- What the exercise asks -
Only lines that contain the string "derive" should be returned from the material below.

** Opening Data to examine block **

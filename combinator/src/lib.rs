//! Reduction of untyped lambda expressions with named combinators.
//!
//! Text is parsed into a [`term::Term`] that is already reduced: every
//! application beta-reduces its head as it is built and every abstraction is
//! eta-contracted. Rendering names bound variables `a`, `b`, ... in order
//! and replaces abstractions that match a [known combinator](known) by its name.
//!
//! ```
//! use combinator::Session;
//!
//! let mut session = Session::default();
//! assert_eq!(session.evaluate("S K K").unwrap(), "I");
//! assert_eq!(session.evaluate("B B").unwrap(), "D");
//! ```

pub mod check;
pub mod compiler;
pub mod known;
pub mod lang;
pub mod parser;
pub mod prelude;
pub mod print;
pub mod reduce;
pub mod term;

use thiserror::Error;

pub use compiler::UnboundLetter;
use prelude::*;
pub use print::{render, PrintError};
pub use reduce::DEFAULT_MAX_STEPS;
use reduce::Reducer;
pub use term::Term;

#[derive(Debug, Error)]
pub enum EvalError {
    #[error("{}", .0.iter().map(describe).collect::<Vec<_>>().join("; "))]
    Malformed(Vec<Error>),
    #[error(transparent)]
    Print(#[from] PrintError),
}

#[derive(Clone, Copy, Debug)]
pub struct Options {
    pub unbound: UnboundLetter,
    /// Beta steps allowed for one input.
    pub max_steps: usize,
}
impl Default for Options {
    fn default() -> Self {
        Self {
            unbound: UnboundLetter::default(),
            max_steps: DEFAULT_MAX_STEPS,
        }
    }
}

/// Parses inputs into terms whose variables never collide with each other.
#[derive(Debug)]
pub struct Session {
    reducer: Reducer,
    unbound: UnboundLetter,
}

impl Default for Session {
    fn default() -> Self {
        Self::new(Options::default())
    }
}

impl Session {
    pub fn new(options: Options) -> Self {
        Self {
            reducer: Reducer::new(options.max_steps),
            unbound: options.unbound,
        }
    }

    pub fn parse(&mut self, input: &str) -> Result<Term, Vec<Error>> {
        let surface = parser::parse(input)?;
        self.reducer.reset_budget();
        compiler::Compiler::new(&mut self.reducer, self.unbound)
            .compile(&surface)
            .map_err(|e| vec![e])
    }

    /// Parses and renders `input`.
    pub fn evaluate(&mut self, input: &str) -> Result<String, EvalError> {
        let term = self.parse(input).map_err(EvalError::Malformed)?;
        Ok(render(&term)?)
    }
}

#[cfg(test)]
mod test {
    use super::*;

    fn eval(input: &str) -> String {
        Session::default().evaluate(input).unwrap()
    }

    #[test]
    fn test_known_collapse() {
        assert_eq!(eval("S K K"), "I");
        assert_eq!(eval("K I"), "π");
        assert_eq!(eval("B B"), "D");
    }

    #[test]
    fn test_eta_exact_match_only() {
        assert_eq!(eval("λabcd.MMM abcd"), "MMM");
        assert_eq!(eval("λabcd.MMM abdc"), "λabcd.MMM abdc");
        assert_eq!(eval("λabcd.MMM abc"), "λabcd.MMM abc");
        assert_eq!(eval("λx.NotX x"), "NotX");
    }

    #[test]
    fn test_grouping() {
        assert_eq!(eval("B (B B)"), "D₁");
        assert_eq!(eval("B B B"), "B₁");
        assert_eq!(eval("(B B) B"), eval("B B B"));
        assert_eq!(eval("((B) B B)"), eval("B B B"));
    }

    #[test]
    fn test_constants() {
        assert_eq!(eval("F"), "F");
        assert_eq!(eval("NotX"), "NotX");
        assert_eq!(eval("NotX Y Z"), "NotX Y Z");
        assert_eq!(eval("K NotX Y"), "NotX");
        let mut session = Session::new(Options {
            unbound: UnboundLetter::Constant,
            ..Options::default()
        });
        assert_eq!(session.evaluate("f").unwrap(), "f");
        assert_eq!(session.evaluate("f g").unwrap(), "f g");
    }

    #[test]
    fn test_free_variables() {
        assert_eq!(eval("f"), "a");
        assert_eq!(eval("f f"), "aa");
        assert_eq!(eval("f g"), "ab");
        assert_eq!(eval("λx.x f"), "λa.ab");
        assert_eq!(eval("X K f"), "X K c");
    }

    #[test]
    fn test_capture_avoidance() {
        // the free y must not be captured by the inner binder of the same name
        assert_eq!(eval("(λxy.y x) y"), "λa.ab");
        assert_eq!(eval("(λxy.x y) y"), "a");
        // reused letters in nested lambdas stay distinct bindings
        assert_eq!(eval("(λx.λx.x) A B"), "B");
        assert_eq!(eval("(λf.f f) (λxy.y x)"), "λa.a(λbc.cb)");
    }

    #[test]
    fn test_rendering_is_stable() {
        let mut session = Session::default();
        for input in [
            "S K K",
            "λx.x f",
            "λabcd.MMM abdc",
            "f (λf.f f) g",
            "X K f",
            "a K b",
            "S(B B S)(K K)",
            "NotX (λx.x Y) z",
        ] {
            let rendered = session.evaluate(input).unwrap();
            assert_eq!(session.evaluate(&rendered).unwrap(), rendered, "{input}");
        }
    }

    #[test]
    fn test_malformed() {
        let mut session = Session::default();
        for input in ["(S K", "S K)", "λ.a", "λA.a", "", "S . K"] {
            assert!(
                matches!(session.evaluate(input), Err(EvalError::Malformed(_))),
                "{input}"
            );
        }
        // a failure does not spoil the session
        assert_eq!(session.evaluate("C I").unwrap(), "T");
    }

    #[test]
    fn test_no_normal_form() {
        let mut session = Session::new(Options {
            max_steps: 32,
            ..Options::default()
        });
        let error = session.evaluate("M M").unwrap_err();
        assert!(error.to_string().contains("32 beta steps"), "{error}");
        assert!(session.evaluate("(λa.aa)(λa.aa)").is_err());
        assert_eq!(session.evaluate("M I").unwrap(), "I");
    }

    #[test]
    fn test_too_many_variables() {
        let letters = lang::VARIABLE_NAMES
            .chars()
            .map(String::from)
            .collect::<Vec<_>>()
            .join(" ");
        let mut session = Session::default();
        assert!(session.evaluate(&letters).is_ok());
        let input = format!("NotX ({letters}) (λx.x Y)");
        assert!(matches!(
            session.evaluate(&input),
            Err(EvalError::Print(PrintError::TooManyVariables))
        ));
    }
}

** Closing Data to examine block **

- Exercise solution -
#[derive(Debug, Error)]
#[derive(Clone, Copy, Debug)]
#[derive(Debug)]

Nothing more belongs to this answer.